I was in shock and kept yelling, "Dad, can't we just please like call animal control!!? Or the police?" Of course my Dad wouldn't do that, he was going to handle the bat himself. He came into my room to search for something to use to slide under the trash can. He said, "It has to be hard, like cardboard, in case the bat tries to fly out. Like it can't be paper." He went to grab a small painting I've had for years that my friend Chad painted.
"Dad, that's like a painting?! You can't just take it and let the bat touch it???!!" I yelled. "Rachel, can it be sacrificed? The bat's moving around?!" he replied.
Using my quick problem-solving skills and analytical thinking, I threw the painting down (because of course it couldn't be sacrificed? wtf Dad?) and grabbed a binder. I ripped the cover off and gave it to my dad. We both went back into the bathroom, he slowly lifted the trash can up about half an inch and I slid the binder cover underneath. We successfully trapped the bat.

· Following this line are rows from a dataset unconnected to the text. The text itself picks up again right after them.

//! Runtime
//!
//! The runtime owns everything that outlives a traversal: the state store,
//! the event handlers declared by the last traversal and the configuration.
//! It is an explicit value; a program may run any number of independent
//! runtimes side by side.
//!
//! # How a Traversal Works
//!
//! 1. The store starts a new stamp and the event registry is emptied.
//!
//! 2. The UI function runs with a fresh [`Context`]. Every state access
//!    resolves its slot and stamps it as visited.
//!
//! 3. The store sweeps every slot the traversal did not visit. Signals still
//!    pointing at swept cells read as empty from now on.
//!
//! Traversals never overlap: [`Runtime::traverse`] takes `&mut self`.

use serde::Serialize;

use super::context::Context;
use super::events::{EventId, EventRegistry};
use crate::action::Action;
use crate::config::RuntimeConfig;
use crate::error::DispatchError;
use crate::tree::{SlotSummary, StateStore};

/// Counters reported by [`Runtime::traverse`].
#[derive(Debug, Clone, Copy, Default, PartialEq, Eq, Serialize)]
pub struct TraversalStats {
    pub traversal: u64,
    pub visited: usize,
    pub mounted: usize,
    pub unmounted: usize,
    pub handlers: usize,
}

/// Owner of persistent state across traversals.
pub struct Runtime {
    config: RuntimeConfig,
    store: StateStore,
    events: EventRegistry,

    /// Set during a traversal when a slot wants the host to traverse again.
    refresh_requested: bool,
}

impl Runtime {
    pub fn new(config: RuntimeConfig) -> Self {
        Self {
            config,
            store: StateStore::new(),
            events: EventRegistry::default(),
            refresh_requested: false,
        }
    }

    /// Run the UI function once and sweep state it did not visit.
    pub fn traverse<F>(&mut self, ui: F) -> TraversalStats
    where
        F: FnOnce(&mut Context<'_>),
    {
        let traversal = self.store.begin();
        self.events.clear();
        self.refresh_requested = false;

        {
            let mut ctx = Context::new(
                &mut self.store,
                &mut self.events,
                &self.config,
                &mut self.refresh_requested,
                traversal,
            );
            ui(&mut ctx);
        }

        let sweep = self.store.sweep();
        let stats = TraversalStats {
            traversal,
            visited: sweep.visited,
            mounted: sweep.mounted,
            unmounted: sweep.unmounted,
            handlers: self.events.len(),
        };
        tracing::debug!(
            traversal,
            visited = stats.visited,
            mounted = stats.mounted,
            unmounted = stats.unmounted,
            handlers = stats.handlers,
            "traversal complete"
        );
        stats
    }

    /// Whether state changed or a slot asked for a refresh since the last
    /// traversal began.
    pub fn needs_traversal(&self) -> bool {
        self.store.has_changed() || self.refresh_requested
    }

    /// Trigger the handler registered under `event` by the last traversal.
    ///
    /// A handler that is not ready does nothing; the refusal is returned so
    /// the host can report it, but it is not an error condition.
    pub fn dispatch(&self, event: &EventId) -> Result<(), DispatchError> {
        let action = self
            .events
            .get(event)
            .ok_or_else(|| DispatchError::UnknownEvent(event.clone()))?;

        action.trigger().map_err(|err| {
            tracing::debug!(%event, blocker = %err.blocker, "event handler not ready");
            DispatchError::from(err)
        })
    }

    pub fn handler(&self, event: &EventId) -> Option<&Action> {
        self.events.get(event)
    }

    /// Events declared by the last traversal, in declaration order.
    pub fn events(&self) -> impl Iterator<Item = &EventId> {
        self.events.ids()
    }

    pub fn store(&self) -> &StateStore {
        &self.store
    }

    pub fn config(&self) -> &RuntimeConfig {
        &self.config
    }

    /// Mounted slots, in mount order.
    pub fn snapshot(&self) -> Vec<SlotSummary> {
        self.store.snapshot()
    }

    /// [`snapshot`](Self::snapshot) rendered as pretty JSON.
    pub fn snapshot_json(&self) -> Result<String, serde_json::Error> {
        serde_json::to_string_pretty(&self.snapshot())
    }
}

impl Default for Runtime {
    fn default() -> Self {
        Self::new(RuntimeConfig::default())
    }
}

type Ui = Box<dyn FnMut(&mut Context<'_>)>;

/// A runtime bundled with the UI function it drives.
///
/// This is the shape a host loop wants: construct once, then feed it events
/// and timer ticks. The initial traversal runs on construction.
pub struct System {
    runtime: Runtime,
    ui: Ui,
    last: TraversalStats,
}

impl System {
    pub fn new<F>(config: RuntimeConfig, ui: F) -> Self
    where
        F: FnMut(&mut Context<'_>) + 'static,
    {
        let mut system = Self {
            runtime: Runtime::new(config),
            ui: Box::new(ui),
            last: TraversalStats::default(),
        };
        system.refresh();
        system
    }

    /// Run a traversal unconditionally.
    pub fn refresh(&mut self) -> TraversalStats {
        let ui = &mut self.ui;
        self.last = self.runtime.traverse(|ctx| ui(ctx));
        self.last
    }

    /// Run a traversal if state changed or a slot asked for one.
    pub fn refresh_if_needed(&mut self) -> Option<TraversalStats> {
        if self.runtime.needs_traversal() {
            Some(self.refresh())
        } else {
            None
        }
    }

    /// Dispatch an event, then refresh if it changed anything and
    /// `auto_refresh` is on.
    pub fn dispatch(&mut self, event: &EventId) -> Result<(), DispatchError> {
        self.runtime.dispatch(event)?;
        if self.runtime.config().auto_refresh {
            self.refresh_if_needed();
        }
        Ok(())
    }

    pub fn runtime(&self) -> &Runtime {
        &self.runtime
    }

    pub fn last_traversal(&self) -> TraversalStats {
        self.last
    }
}

#[cfg(test)]
mod tests {
    use super::*;
    use crate::signal::value;

    #[test]
    fn traversal_reports_mounts_and_unmounts() {
        let mut runtime = Runtime::default();
        let first = runtime.traverse(|ctx| {
            ctx.state(0);
            ctx.state(0);
        });
        assert_eq!(first.traversal, 1);
        assert_eq!(first.mounted, 2);

        let second = runtime.traverse(|ctx| {
            ctx.state(0);
        });
        assert_eq!(second.traversal, 2);
        assert_eq!(second.visited, 1);
        assert_eq!(second.unmounted, 1);
    }

    #[test]
    fn handlers_only_live_for_one_traversal() {
        let mut runtime = Runtime::default();
        let mut event = None;
        runtime.traverse(|ctx| {
            let count = ctx.state(0);
            event = Some(ctx.on_event(&count.increment()));
        });
        let event = event.unwrap();
        runtime.dispatch(&event).unwrap();
        assert!(runtime.needs_traversal());

        runtime.traverse(|ctx| {
            ctx.state(0);
        });
        assert_eq!(
            runtime.dispatch(&event),
            Err(DispatchError::UnknownEvent(event.clone()))
        );
    }

    #[test]
    fn system_refreshes_after_mutating_dispatch() {
        use parking_lot::Mutex;
        use std::sync::Arc;

        let shown = Arc::new(Mutex::new((None, None)));
        let screen = shown.clone();
        let mut system = System::new(RuntimeConfig::default(), move |ctx| {
            let count = ctx.state(0);
            let add = ctx.on_event(&count.add_assign(&value(5)));
            *screen.lock() = (count.read(), Some(add));
        });
        assert_eq!(system.last_traversal().traversal, 1);

        let add = shown.lock().1.clone().unwrap();
        system.dispatch(&add).unwrap();
        assert_eq!(shown.lock().0, Some(5));
        assert_eq!(system.last_traversal().traversal, 2);

        assert_eq!(system.refresh_if_needed(), None);
    }

    #[test]
    fn snapshot_serializes_mounted_slots() {
        let mut runtime = Runtime::default();
        runtime.traverse(|ctx| {
            ctx.state(1u8).write(2);
        });
        let json = runtime.snapshot_json().unwrap();
        assert!(json.contains("\"slot\": 0"));
        assert!(json.contains("\"updated\""));
        assert!(json.contains("u8"));
    }
}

The whole ordeal was almost over; all that was left was to take the bat outside and free it. If it were up to me, I probably would have just thrown things at it while it was in the bath tub or hairsprayed it until it died, but my dad said we should run downstairs and release it. I ran down the steps in front of him then down a second flight of stairs to the back door in the basement. It was still dark out, of course, making things even more creepy. I quickly opened the door, waiting for my dad to step outside and let the bat go. My dad, however, didn't run out the door after I had opened it. Instead, I saw him throw the entire trash can with the bat inside as far as he could out the door. It went about 30 feet away into the back yard. We rushed back upstairs.

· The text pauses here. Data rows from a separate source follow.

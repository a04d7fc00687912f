//! Operator-derived actions.
//!
//! Each operator expands to a primitive write against a writable signal.
//! Reads happen when the action is latched, so inside a [`sequence`] every
//! operator sees the values from before the trigger:
//!
//! ```rust
//! use lattice_dataflow::action::sequence;
//! use lattice_dataflow::Runtime;
//!
//! let mut runtime = Runtime::default();
//! runtime.traverse(|ctx| {
//!     let hand = ctx.state(5);
//!     let bank = ctx.state(10);
//!
//!     let deposit = sequence([hand.reset(0), bank.add_assign(&hand)]);
//!     deposit.trigger().unwrap();
//!
//!     assert_eq!(hand.read(), Some(0));
//!     assert_eq!(bank.read(), Some(15));
//! });
//! ```
//!
//! [`sequence`]: super::sequence

use std::ops::{Add, Div, Mul, Sub};

use super::combine::{Action, Effect};
use crate::error::{fatal, Blocker, NotReady, SignalError};
use crate::signal::{value, Signal, Value};

impl<T> Signal<T>
where
    T: Value,
{
    /// An action writing its argument into this signal.
    ///
    /// Ready while the signal accepts writes. Bind it to supply the value
    /// from another signal.
    ///
    /// # Panics
    ///
    /// Panics if the handle is not writable.
    #[track_caller]
    pub fn setter(&self) -> Action<T> {
        self.require_write();
        let ready = {
            let target = self.clone();
            move || target.ready_to_write()
        };
        let target = self.clone();
        Action::new(ready, move |value: T| {
            if !target.ready_to_write() {
                return Err(NotReady::new(Blocker::Unwritable));
            }
            let target = target.clone();
            Ok(Box::new(move || target.write(value)) as Effect)
        })
    }

    /// Copy the value of `source` into this signal.
    ///
    /// Ready when `source` carries a value and this signal accepts writes.
    /// Whether this signal currently has a value does not matter.
    #[track_caller]
    pub fn assign(&self, source: &Signal<T>) -> Action {
        self.setter().bind(source)
    }

    /// Overwrite this signal with a constant. Always ready while mounted.
    #[track_caller]
    pub fn reset(&self, constant: T) -> Action {
        self.assign(&value(constant))
    }

    /// Read this signal and `operand`, combine them with `op`, write back.
    ///
    /// Ready only when both signals carry values and this one accepts writes.
    ///
    /// # Panics
    ///
    /// Panics if the handle is not readable and writable.
    #[track_caller]
    pub fn update_with<U, F>(&self, operand: &Signal<U>, op: F) -> Action
    where
        U: Value,
        F: Fn(T, U) -> T + Send + Sync + 'static,
    {
        self.require_write();
        if !self.capability().can_read() {
            fatal(SignalError::NotReadable(self.capability()));
        }

        let ready = {
            let target = self.clone();
            let operand = operand.clone();
            move || target.ready_to_write() && target.has_value() && operand.has_value()
        };
        let target = self.clone();
        let operand = operand.clone();
        Action::new(ready, move |()| {
            let current = target
                .read()
                .ok_or_else(|| NotReady::new(Blocker::InvalidTarget))?;
            let argument = operand
                .read()
                .ok_or_else(|| NotReady::new(Blocker::InvalidArgument))?;
            if !target.ready_to_write() {
                return Err(NotReady::new(Blocker::Unwritable));
            }
            let next = op(current, argument);
            let target = target.clone();
            Ok(Box::new(move || target.write(next)) as Effect)
        })
    }

    /// `self += operand`
    #[track_caller]
    pub fn add_assign(&self, operand: &Signal<T>) -> Action
    where
        T: Add<Output = T>,
    {
        self.update_with(operand, |a, b| a + b)
    }

    /// `self -= operand`
    #[track_caller]
    pub fn sub_assign(&self, operand: &Signal<T>) -> Action
    where
        T: Sub<Output = T>,
    {
        self.update_with(operand, |a, b| a - b)
    }

    /// `self *= operand`
    #[track_caller]
    pub fn mul_assign(&self, operand: &Signal<T>) -> Action
    where
        T: Mul<Output = T>,
    {
        self.update_with(operand, |a, b| a * b)
    }

    /// `self /= operand`
    #[track_caller]
    pub fn div_assign(&self, operand: &Signal<T>) -> Action
    where
        T: Div<Output = T>,
    {
        self.update_with(operand, |a, b| a / b)
    }

    #[track_caller]
    pub fn increment(&self) -> Action
    where
        T: Add<Output = T> + From<u8>,
    {
        self.add_assign(&value(T::from(1)))
    }

    #[track_caller]
    pub fn decrement(&self) -> Action
    where
        T: Sub<Output = T> + From<u8>,
    {
        self.sub_assign(&value(T::from(1)))
    }

    #[track_caller]
    fn require_write(&self) {
        if !self.capability().can_write() {
            fatal(SignalError::NotWritable(self.capability()));
        }
    }
}

impl Signal<bool> {
    /// Flip a boolean. Ready while the signal has a value.
    #[track_caller]
    pub fn toggle(&self) -> Action {
        self.update_with(&value(()), |flag, ()| !flag)
    }
}

// ----------------------------------------------------------------------------
// Tests
// ----------------------------------------------------------------------------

I was in a huge hurry to get ready for the airport and insisted I would not let this event stop me from taking a shower. I poured an entire thing of Comet on the floor of the tub, scrubbed with a brush, ran the water for a bit and then showered anyway, trying to avoid the sick spot where I remembered the bat laying.
I made it to the airport on time, and began my vaca with an interesting story to tell Samantha when I got there.
My dad called later that day to tell me he ventured into the back yard to recover the trash can. The bat was nowhere to be found.
1 comment:
This is incredibly hilarious. I wonder why the bat was in the tub, and not flying around? Maybe he just wanted a quick shower?